Segment Start: Available data
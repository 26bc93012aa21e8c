#![forbid(unsafe_code)]

//! Platform-independent runner wrapping `Session<SnapshotHost, MemoryStore>`.
//!
//! This module contains the logic shared between the `wasm-bindgen` exports
//! and native tests. No JS/WASM types here: everything crosses the boundary
//! as plain numbers, strings, or JSON.

use core::time::Duration;
use std::collections::BTreeMap;

use branchmap_core::{ConfigError, MutationHint, Point, Size, TrackerConfig};
use branchmap_render::{NodeAction, Scene, to_svg};
use branchmap_runtime::{
    MemoryStore, NavOutcome, OverlayGeometry, PassOutcome, ResizeEdges, Session,
};
use serde::Serialize;

use crate::clock::DeterministicClock;
use crate::snapshot::{HostCommand, PageSnapshot, SnapshotHost};

/// Runner construction or I/O error.
#[derive(Debug)]
pub enum RunnerError {
    /// Tracker configuration failed to parse or validate.
    Config(ConfigError),
    /// A page snapshot failed to parse.
    Snapshot(serde_json::Error),
    /// Saved state failed to parse or serialize.
    State(serde_json::Error),
}

impl std::fmt::Display for RunnerError {
    fn fmt(&self, f: &mut std::fmt::Formatter<'_>) -> std::fmt::Result {
        match self {
            Self::Config(e) => write!(f, "config error: {e}"),
            Self::Snapshot(e) => write!(f, "invalid page snapshot: {e}"),
            Self::State(e) => write!(f, "invalid saved state: {e}"),
        }
    }
}

impl std::error::Error for RunnerError {
    fn source(&self) -> Option<&(dyn std::error::Error + 'static)> {
        match self {
            Self::Config(e) => Some(e),
            Self::Snapshot(e) | Self::State(e) => Some(e),
        }
    }
}

impl From<ConfigError> for RunnerError {
    fn from(e: ConfigError) -> Self {
        Self::Config(e)
    }
}

/// Host-facing summary of one [`OverlayRunner::step`].
#[derive(Debug, Clone, PartialEq, Serialize)]
pub struct StepReport {
    pub now_ms: f64,
    /// `rendered`, `extracted`, `deferred`, or absent when no pass ran.
    pub pass: Option<&'static str>,
    /// `idle`, `pending`, `reached`, `aborted`, or `superseded`.
    pub navigation: &'static str,
    /// Commands waiting in the outbox.
    pub commands: usize,
    /// When the runner next needs a step, if ever.
    pub next_deadline_ms: Option<f64>,
}

#[derive(Debug, Clone, Copy, PartialEq, Eq)]
enum Gesture {
    Drag,
    Resize,
}

/// Overlay runner driven entirely by the embedder.
pub struct OverlayRunner {
    session: Session<SnapshotHost, MemoryStore>,
    clock: DeterministicClock,
    gesture: Option<Gesture>,
}

impl OverlayRunner {
    /// Runner with no saved state.
    #[must_use]
    pub fn new(config: TrackerConfig, snapshot: PageSnapshot, viewport: Size) -> Self {
        Self::with_state(config, snapshot, viewport, MemoryStore::new())
    }

    /// Runner restoring trees, geometry, and visibility from `state`.
    #[must_use]
    pub fn with_state(
        config: TrackerConfig,
        snapshot: PageSnapshot,
        viewport: Size,
        state: MemoryStore,
    ) -> Self {
        Self {
            session: Session::new(SnapshotHost::new(snapshot), state, config, viewport),
            clock: DeterministicClock::new(),
            gesture: None,
        }
    }

    /// Build a runner from JSON inputs.
    ///
    /// An empty `config_json` means defaults. `state_json` is what an earlier
    /// runner returned from [`OverlayRunner::export_state_json`].
    pub fn from_json(
        config_json: &str,
        snapshot_json: &str,
        state_json: Option<&str>,
        viewport: Size,
    ) -> Result<Self, RunnerError> {
        let config = if config_json.trim().is_empty() {
            TrackerConfig::default()
        } else {
            TrackerConfig::from_json_str(config_json)?.validated()?
        };
        let snapshot = PageSnapshot::from_json(snapshot_json).map_err(RunnerError::Snapshot)?;
        let state = match state_json {
            Some(json) => serde_json::from_str::<BTreeMap<String, String>>(json)
                .map_err(RunnerError::State)?
                .into_iter()
                .collect(),
            None => MemoryStore::new(),
        };
        Ok(Self::with_state(config, snapshot, viewport, state))
    }

    /// Arm the startup delay and background timers at the current time.
    pub fn init(&mut self) {
        self.session.start(self.clock.now());
    }

    #[must_use]
    pub const fn now(&self) -> Duration {
        self.clock.now()
    }

    /// Advance the clock. Invalid values are ignored.
    pub fn advance_time_ms(&mut self, ms: f64) {
        self.clock.advance_ms(ms);
    }

    /// Set the clock. Invalid values and moves backwards are ignored.
    pub fn set_time_ms(&mut self, ms: f64) {
        self.clock.set_ms(ms);
    }

    /// Replace the page state.
    pub fn push_snapshot(&mut self, snapshot: PageSnapshot) {
        self.session.host_mut().push(snapshot);
    }

    /// Replace the page state from JSON. Returns `false` if it did not parse.
    pub fn push_snapshot_json(&mut self, json: &str) -> bool {
        match PageSnapshot::from_json(json) {
            Ok(snapshot) => {
                self.push_snapshot(snapshot);
                true
            }
            Err(err) => {
                tracing::debug!(target: "branchmap.web", error = %err, "snapshot rejected");
                false
            }
        }
    }

    /// Report a document mutation by its snake_case hint name.
    ///
    /// Returns `true` if it queued a pass. Unknown names are ignored.
    pub fn notify_mutation(&mut self, hint: &str) -> bool {
        let Ok(hint) =
            serde_json::from_value::<MutationHint>(serde_json::Value::String(hint.to_owned()))
        else {
            return false;
        };
        self.session.notify(hint, self.clock.now())
    }

    /// Ask for a pass right away.
    pub fn refresh(&mut self) {
        self.session.refresh(self.clock.now());
    }

    /// Feed an observed network response. Returns the number of events used.
    pub fn ingest_response(&mut self, url: &str, body: &str) -> usize {
        self.session.ingest_payload(url, body, self.clock.now())
    }

    /// Run everything due at the current time.
    pub fn step(&mut self) -> StepReport {
        let now = self.clock.now();
        let report = self.session.tick(now);
        self.session.poll_tooltip(now);
        let commands = self.session.host().pending().len();
        if commands > 0 {
            tracing::trace!(target: "branchmap.web", commands, "commands queued for host");
        }
        StepReport {
            now_ms: millis(now),
            pass: report.pass.map(pass_label),
            navigation: navigation_label(&report.navigation),
            commands,
            next_deadline_ms: self.session.next_deadline().map(millis),
        }
    }

    /// Click at a canvas point.
    pub fn click(&mut self, x: f64, y: f64) -> Option<NodeAction> {
        self.session.click(Point::new(x, y), self.clock.now())
    }

    /// Click a node by id.
    pub fn click_node(&mut self, id: &str) -> Option<NodeAction> {
        self.session.click_node(id, self.clock.now())
    }

    pub fn hover(&mut self, x: f64, y: f64) {
        self.session.hover(Some(Point::new(x, y)), self.clock.now());
    }

    pub fn leave(&mut self) {
        self.session.hover(None, self.clock.now());
    }

    /// Id and text of the tooltip currently showing.
    #[must_use]
    pub fn tooltip(&self) -> Option<(&str, &str)> {
        self.session.tooltip()
    }

    /// Pointer pressed on the overlay header.
    pub fn pointer_down_header(&mut self, x: f64, y: f64) {
        self.session.begin_drag(Point::new(x, y));
        self.gesture = Some(Gesture::Drag);
    }

    /// Pointer pressed on a resize handle. `edges` holds [`ResizeEdges`] bits.
    ///
    /// Returns `false` when `edges` names no edge.
    pub fn pointer_down_edge(&mut self, edges: u8, x: f64, y: f64) -> bool {
        let edges = ResizeEdges::from_bits_truncate(edges);
        if edges.is_empty() {
            return false;
        }
        self.session.begin_resize(edges, Point::new(x, y));
        self.gesture = Some(Gesture::Resize);
        true
    }

    pub fn pointer_move(&mut self, x: f64, y: f64) {
        if self.gesture.is_some() {
            self.session.drag_to(Point::new(x, y));
        }
    }

    pub fn pointer_up(&mut self) {
        let now = self.clock.now();
        match self.gesture.take() {
            Some(Gesture::Drag) => self.session.end_drag(now),
            Some(Gesture::Resize) => self.session.end_resize(now),
            None => {}
        }
    }

    /// Show or hide the overlay. Returns the new visibility.
    pub fn toggle(&mut self) -> bool {
        self.session.toggle_visibility(self.clock.now())
    }

    pub fn resize_viewport(&mut self, width: f64, height: f64) {
        self.session.set_viewport(Size::new(width, height));
    }

    /// Take all commands queued for the host.
    pub fn take_commands(&mut self) -> Vec<HostCommand> {
        self.session.host_mut().drain()
    }

    /// [`OverlayRunner::take_commands`] as a JSON array.
    pub fn take_commands_json(&mut self) -> Result<String, RunnerError> {
        serde_json::to_string(&self.take_commands()).map_err(RunnerError::State)
    }

    #[must_use]
    pub fn scene(&self) -> &Scene {
        self.session.scene()
    }

    pub fn scene_json(&self) -> Result<String, RunnerError> {
        serde_json::to_string(self.session.scene()).map_err(RunnerError::State)
    }

    #[must_use]
    pub fn scene_svg(&self) -> String {
        to_svg(self.session.scene())
    }

    #[must_use]
    pub fn geometry(&self) -> OverlayGeometry {
        self.session.geometry()
    }

    #[must_use]
    pub fn is_visible(&self) -> bool {
        self.session.is_visible()
    }

    /// Everything persisted so far, as a JSON object of string values.
    pub fn export_state_json(&self) -> Result<String, RunnerError> {
        let entries: BTreeMap<&str, &str> = self.session.store().backend().entries().collect();
        serde_json::to_string(&entries).map_err(RunnerError::State)
    }

    #[must_use]
    pub fn session(&self) -> &Session<SnapshotHost, MemoryStore> {
        &self.session
    }
}

fn millis(d: Duration) -> f64 {
    d.as_secs_f64() * 1000.0
}

const fn pass_label(outcome: PassOutcome) -> &'static str {
    match outcome {
        PassOutcome::Rendered => "rendered",
        PassOutcome::Extracted => "extracted",
        PassOutcome::Deferred => "deferred",
    }
}

const fn navigation_label(outcome: &NavOutcome) -> &'static str {
    match outcome {
        NavOutcome::Idle => "idle",
        NavOutcome::Pending => "pending",
        NavOutcome::Reached { .. } => "reached",
        NavOutcome::Aborted { .. } => "aborted",
        NavOutcome::Superseded(_) => "superseded",
    }
}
Segment End: Available data
What you need to do
Please give back the records exactly as written, beginning at the first line and including the line that holds "use std::collections::BTreeMap;" as the last.

Written solution
repository 26bc93012aa21e8c
#![forbid(unsafe_code)]

//! Platform-independent runner wrapping `Session<SnapshotHost, MemoryStore>`.
//!
//! This module contains the logic shared between the `wasm-bindgen` exports
//! and native tests. No JS/WASM types here: everything crosses the boundary
//! as plain numbers, strings, or JSON.

use core::time::Duration;
use std::collections::BTreeMap;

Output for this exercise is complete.